'About Time: A History of Civilization in Twelve Clocks' by David Rooney

This post was written by Chris Andrews

'About Time: A History of Civilization in Twelve Clocks'

The sentence 'David Rooney has written another book' is one that should make ears prick up.

Rooney, longstanding member of this society and previously of the Science Museum and Royal Museums Greenwich, has already written one short but enjoyable and informative book about Ruth Belville, a history of mathematics to tie in with the Zaha Hadid-designed gallery in the Science Museum, and a monograph about the political history of urban traffic congestion.

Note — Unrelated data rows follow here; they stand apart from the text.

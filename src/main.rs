#[macro_use]
extern crate log;

mod auxfiles;
mod config;
mod error;
mod experiment;
mod fastq;
mod layout;
mod params;
mod samplesheet;
mod template;

use std::path::Path;

use env_logger::Env;
use structopt::StructOpt;

use crate::error::{Error, Result};
use crate::layout::Layout;
use crate::params::RepertoireTool;

fn run(opt: config::Opt) -> Result<()> {
    // Pointing the tool at the wrong directory is caught before anything is
    // read or written.
    let path_name = opt
        .working_dir
        .file_name()
        .map(|n| n.to_string_lossy().to_string())
        .unwrap_or_default();
    if path_name != opt.experience_name {
        return Err(Error::NameMismatch {
            path_name,
            config_name: opt.experience_name.clone(),
        });
    }

    let layout = Layout::new(&opt.working_dir);

    info!("Reading config file");
    let raw = experiment::load(&layout.config_file())?;
    let cfg = experiment::validate(raw, &opt.working_dir)?;
    let flags = params::resolve(cfg.flags);

    info!("Resolving FASTQ read pairs for {} plates", cfg.plates.len());
    let pairs = fastq::resolve_reads(&cfg.fastq_directories, &layout.rna, &cfg.plates)?;

    let values = template::assemble(&opt, &cfg, &flags, &layout, &pairs);
    template::patch_template(&opt.template_path.join("copier.yml"), &values)?;
    template::run_engine(&opt.template_path, &layout.project)?;

    auxfiles::write_barcode_list(&layout.barcode_well(), &layout.barcode_list())?;

    if flags.index_sort && cfg.index_sort != experiment::DISABLED {
        auxfiles::copy_index_sort(Path::new(&cfg.index_sort), &layout.index_sorting, &cfg.plates)?;
    }
    let gsf_dest = auxfiles::copy_reference_file(&cfg.gsf_file, &layout.experiment_reference)?;

    if flags.repertoire == Some(RepertoireTool::Airrflow) {
        info!("Writing the airrflow samplesheet");
        samplesheet::generate(&layout.samplesheet(), &cfg.plates, &pairs, &cfg.species, &flags)?;
    }

    let mut expected = vec![
        layout.ercc_concentration(),
        layout.barcode_well(),
        layout.barcode_list(),
        layout.analysis_params(),
        layout.project_params(),
        layout.snakefile(),
        gsf_dest,
    ];
    if flags.repertoire == Some(RepertoireTool::Airrflow) {
        expected.push(layout.samplesheet());
    }
    layout::check_artifacts(&expected)?;

    info!("Success: the project structure is now in place");
    Ok(())
}

fn main() {
    let opt = config::Opt::from_args();

    // set up logging
    env_logger::Builder::from_env(Env::default().default_filter_or("info")).init();

    if let Err(e) = run(opt) {
        error!("{}", e);
        std::process::exit(1);
    }
}
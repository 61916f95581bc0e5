use std::path::PathBuf;
use structopt::StructOpt;

#[derive(StructOpt, Debug)]
pub struct Opt {
    /// Name of the enclosing project
    #[structopt(short, long)]
    pub project_name: String,

    /// Name of the experiment to scaffold, must match the last component of
    /// the working directory
    #[structopt(short, long)]
    pub experience_name: String,

    /// Experiment working directory
    #[structopt(short, long, parse(from_os_str))]
    pub working_dir: PathBuf,

    /// Directory template consumed by the scaffolding engine
    #[structopt(short, long, parse(from_os_str))]
    pub template_path: PathBuf,
}
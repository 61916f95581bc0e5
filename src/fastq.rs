//! Plate to read-pair resolution.
//!
//! Scans the sequencer output tree, classifies every FASTQ file by plate and
//! read orientation from its name, and wires a symlink for each matched file
//! into the canonical raw-data directory. Every declared plate must come out
//! of the scan with exactly one R1 and one R2 file.

use std::collections::HashMap;
use std::fs;
use std::io;
use std::os::unix::fs::symlink;
use std::path::{Path, PathBuf};

use lazy_static::lazy_static;
use regex::Regex;
use walkdir::WalkDir;

use crate::error::{Error, Result};

/// One pair of paired-end read files, bound to one plate. The members point
/// at the symlinks under the raw-data directory, which is what the
/// downstream pipeline reads.
#[derive(Debug, Clone, PartialEq)]
pub struct ReadPair {
    pub r1: PathBuf,
    pub r2: PathBuf,
}

fn is_fastq(name: &str) -> bool {
    name.ends_with(".fastq.gz")
}

/// Matched slot for one plate. Keeps the source path alongside the link path
/// so a duplicate match can name both offending files.
#[derive(Default)]
struct Slot {
    r1: Option<(PathBuf, PathBuf)>,
    r2: Option<(PathBuf, PathBuf)>,
}

/// Resolves each declared plate to its R1/R2 file pair, creating symlinks in
/// `link_dir` as files are matched. The returned pairs are index-aligned
/// with `plates`.
///
/// A file that would land in an already-taken (plate, orientation) slot
/// aborts the resolution; silently keeping one of the two would risk mixing
/// sequencing runs. A pre-existing symlink is tolerated so that a partially
/// scaffolded experiment can be re-run.
pub fn resolve_reads(source_dir: &Path, link_dir: &Path, plates: &[String]) -> Result<Vec<ReadPair>> {
    lazy_static! {
        static ref RE_R1: Regex = Regex::new(r"^(?P<plate>.*)_.*_R1_.*\.fastq\.gz$").unwrap();
        static ref RE_R2: Regex = Regex::new(r"^(?P<plate>.*)_.*_R2_.*\.fastq\.gz$").unwrap();
    }

    fs::create_dir_all(link_dir)?;

    let mut found: HashMap<&str, Slot> = plates
        .iter()
        .map(|p| (p.as_str(), Slot::default()))
        .collect();

    for entry in WalkDir::new(source_dir) {
        let entry = entry.map_err(io::Error::from)?;
        if !entry.file_type().is_file() {
            continue;
        }
        let file_name = entry.file_name().to_string_lossy().to_string();
        if !is_fastq(&file_name) {
            continue;
        }

        // A file names at most one orientation; R1 wins if a pathological
        // name would satisfy both patterns.
        let (plate, orientation) = if let Some(c) = RE_R1.captures(&file_name) {
            (c.name("plate").unwrap().as_str(), "R1")
        } else if let Some(c) = RE_R2.captures(&file_name) {
            (c.name("plate").unwrap().as_str(), "R2")
        } else {
            continue;
        };

        let plate = plate.to_string();
        let slot = match found.get_mut(plate.as_str()) {
            Some(slot) => slot,
            None => continue,
        };
        let taken = match orientation {
            "R1" => &mut slot.r1,
            _ => &mut slot.r2,
        };

        if let Some((_, first_source)) = taken {
            return Err(Error::AmbiguousReadFile {
                plate,
                orientation,
                first: first_source.clone(),
                second: entry.path().to_path_buf(),
            });
        }

        let link_path = link_dir.join(&file_name);
        match symlink(entry.path(), &link_path) {
            Ok(()) => {}
            Err(e) if e.kind() == io::ErrorKind::AlreadyExists => {
                warn!("The symbolic link {} already exists", link_path.display());
            }
            Err(e) => {
                error!("Error creating symbolic link {}: {}", link_path.display(), e);
            }
        }

        *taken = Some((link_path, entry.path().to_path_buf()));
    }

    let mut pairs = Vec::with_capacity(plates.len());
    for plate in plates {
        match found.remove(plate.as_str()) {
            Some(Slot {
                r1: Some((r1, _)),
                r2: Some((r2, _)),
            }) => pairs.push(ReadPair { r1, r2 }),
            _ => return Err(Error::IncompleteReadPair(plate.clone())),
        }
    }

    Ok(pairs)
}

#[cfg(test)]
mod tests {
    use super::*;
    use std::fs::File;

    fn touch(path: &Path) {
        fs::create_dir_all(path.parent().unwrap()).unwrap();
        File::create(path).unwrap();
    }

    fn plates(names: &[&str]) -> Vec<String> {
        names.iter().map(|s| s.to_string()).collect()
    }

    fn fixture() -> (tempfile::TempDir, PathBuf, PathBuf) {
        let dir = tempfile::tempdir().unwrap();
        let source = dir.path().join("source");
        let rna = dir.path().join("rna");
        touch(&source.join("runA/P1_S1_R1_001.fastq.gz"));
        touch(&source.join("runA/P1_S1_R2_001.fastq.gz"));
        touch(&source.join("runB/P2_S2_R1_001.fastq.gz"));
        touch(&source.join("runB/P2_S2_R2_001.fastq.gz"));
        touch(&source.join("runB/notes.txt"));
        touch(&source.join("runB/P9_S9_R1_001.fastq.gz"));
        (dir, source, rna)
    }

    #[test]
    fn resolves_pairs_in_declaration_order() {
        let (_dir, source, rna) = fixture();
        let pairs = resolve_reads(&source, &rna, &plates(&["P1", "P2"])).unwrap();
        assert_eq!(pairs.len(), 2);
        assert_eq!(pairs[0].r1, rna.join("P1_S1_R1_001.fastq.gz"));
        assert_eq!(pairs[0].r2, rna.join("P1_S1_R2_001.fastq.gz"));
        assert_eq!(pairs[1].r1, rna.join("P2_S2_R1_001.fastq.gz"));

        // matched files are wired as symlinks under the raw-data directory
        let meta = fs::symlink_metadata(&pairs[0].r1).unwrap();
        assert!(meta.file_type().is_symlink());
        // the undeclared plate got no link
        assert!(fs::symlink_metadata(rna.join("P9_S9_R1_001.fastq.gz")).is_err());
    }

    #[test]
    fn reversed_declaration_reverses_output() {
        let (_dir, source, rna) = fixture();
        let pairs = resolve_reads(&source, &rna, &plates(&["P2", "P1"])).unwrap();
        assert_eq!(pairs[0].r1, rna.join("P2_S2_R1_001.fastq.gz"));
        assert_eq!(pairs[1].r1, rna.join("P1_S1_R1_001.fastq.gz"));
    }

    #[test]
    fn missing_plate_fails_with_its_name() {
        let (_dir, source, rna) = fixture();
        match resolve_reads(&source, &rna, &plates(&["P1", "P3"])) {
            Err(Error::IncompleteReadPair(plate)) => assert_eq!(plate, "P3"),
            other => panic!("unexpected: {:?}", other),
        }
    }

    #[test]
    fn missing_orientation_fails() {
        let dir = tempfile::tempdir().unwrap();
        let source = dir.path().join("source");
        let rna = dir.path().join("rna");
        touch(&source.join("P1_S1_R1_001.fastq.gz"));
        assert!(matches!(
            resolve_reads(&source, &rna, &plates(&["P1"])),
            Err(Error::IncompleteReadPair(_))
        ));
    }

    #[test]
    fn duplicate_match_is_rejected() {
        let dir = tempfile::tempdir().unwrap();
        let source = dir.path().join("source");
        let rna = dir.path().join("rna");
        touch(&source.join("runA/P1_S1_R1_001.fastq.gz"));
        touch(&source.join("runA/P1_S1_R2_001.fastq.gz"));
        touch(&source.join("runB/P1_S7_R1_001.fastq.gz"));
        match resolve_reads(&source, &rna, &plates(&["P1"])) {
            Err(Error::AmbiguousReadFile { plate, orientation, .. }) => {
                assert_eq!(plate, "P1");
                assert_eq!(orientation, "R1");
            }
            other => panic!("unexpected: {:?}", other),
        }
    }

    #[test]
    fn rerun_tolerates_existing_symlinks() {
        let (_dir, source, rna) = fixture();
        let declared = plates(&["P1", "P2"]);
        let first = resolve_reads(&source, &rna, &declared).unwrap();
        let second = resolve_reads(&source, &rna, &declared).unwrap();
        assert_eq!(first, second);
    }
}
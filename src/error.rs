//! Error types shared across the scaffolding pipeline.

use std::path::PathBuf;
use thiserror::Error;

pub type Result<T> = std::result::Result<T, Error>;

/// Everything that can abort the scaffolding run. All variants are fatal;
/// `main` renders them once and exits non-zero.
#[derive(Error, Debug)]
pub enum Error {
    /// A required input file is absent
    #[error("The file does not exist ({}). Check the project and experience names.", .0.display())]
    MissingFile(PathBuf),

    /// One or more mandatory config sections are unset. Collected in one
    /// pass so the user sees every offender in a single run.
    #[error("Empty sections in the config file: {}. Please provide at least 1 element each.", .0.join(", "))]
    EmptyFields(Vec<String>),

    /// Analysis method outside the two supported preparations
    #[error("The method '{0}' is erroneous, expected 'single-cell' or 'minibulk' (check the config file)")]
    InvalidMethod(String),

    /// A yes/no parameter that is neither a boolean nor yes/no text
    #[error("The parameter '{field}' is erroneous, it should be 'yes' or 'no' (check the config file)")]
    InvalidParameter { field: String },

    /// Repertoire tool selector outside its domain
    #[error("The repertoire tool '{0}' is erroneous, expected 'trust4', 'airrflow' or false")]
    InvalidRepertoireTool(String),

    /// A list-valued field uses a delimiter other than the comma
    #[error("Bad separator in config section '{field}' ({value}). Use ',' to separate the names.")]
    SeparatorViolation { field: String, value: String },

    /// Experience directory does not match the configured name
    #[error("Path to experiment ({path_name}) is different from the name given in the config file ({config_name})")]
    NameMismatch {
        path_name: String,
        config_name: String,
    },

    /// A species-keyed reference map has no entry for the configured species
    #[error("No entry for species '{species}' in config section '{field}'")]
    UnknownSpecies { field: String, species: String },

    /// A declared plate is missing one of its two read orientations
    #[error("R1 or R2 files missing for plate '{0}'")]
    IncompleteReadPair(String),

    /// Two files claim the same (plate, orientation) slot
    #[error("Several {orientation} files match plate '{plate}': {} and {}", first.display(), second.display())]
    AmbiguousReadFile {
        plate: String,
        orientation: &'static str,
        first: PathBuf,
        second: PathBuf,
    },

    /// No index-sort table was found for a declared plate
    #[error("No index sort file found for plate '{0}'")]
    MissingIndexSort(String),

    /// A table produced by the scaffolding template does not have the
    /// expected shape
    #[error("Malformed table {}: {reason}", path.display())]
    MalformedTable { path: PathBuf, reason: String },

    /// Scaffolded tree is missing expected files after the engine ran
    #[error("Missing artifacts after scaffolding: {}", .0.iter().map(|p| p.display().to_string()).collect::<Vec<_>>().join(", "))]
    MissingArtifacts(Vec<PathBuf>),

    /// The external scaffolding engine failed or could not be spawned
    #[error("Template engine failed: {0}")]
    TemplateEngine(String),

    #[error("IO error: {0}")]
    Io(#[from] std::io::Error),

    #[error("YAML error: {0}")]
    Yaml(#[from] serde_yaml::Error),
}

His latest book may prove to be the most influential so far, and on the 16th of July over two hundred people gathered virtually on Zoom to hear David give an AHS London Lecture to tie in with its publication (AHS members can watch it here). There are innumerable books presenting the history of timekeeping and even more presenting history in general, but About Time is a rarity for considering how – in the author’s words – 'the story of time is the story of us'.

Telehouse data centre
Telehouse data centre, Tower Hamlets

As someone who is not nearly as skilled in practical horology as some members of the society, I have gravitated towards the historical aspects of the subject. (Of course I do still, in the words of one of our founding members, 'love to watch the wheels go round'.) Those innumerable books about the history of timekeeping have given valuable insights into the innovation and development that has given us the masterpieces that tick in our hallways or on our wrists, but the subject of what those timekeepers mean to us and our lives has so often remained un-tackled.

Not so here, Rooney dives head-first into stories of how clocks have been used to enforce order, fight wars, shame the idle, make money and dream of peace.

Royal Observatory Greenwich time desk
Royal Observatory Greenwich time desk

I spent a while thinking about how best to describe the field About Time sits in – it is not strictly a history book, nor a technical work about clockmaking – and in the end, it seems like it deserves a new word. My suggestion would be that it is sociohorology, and long may this line of enquiry continue.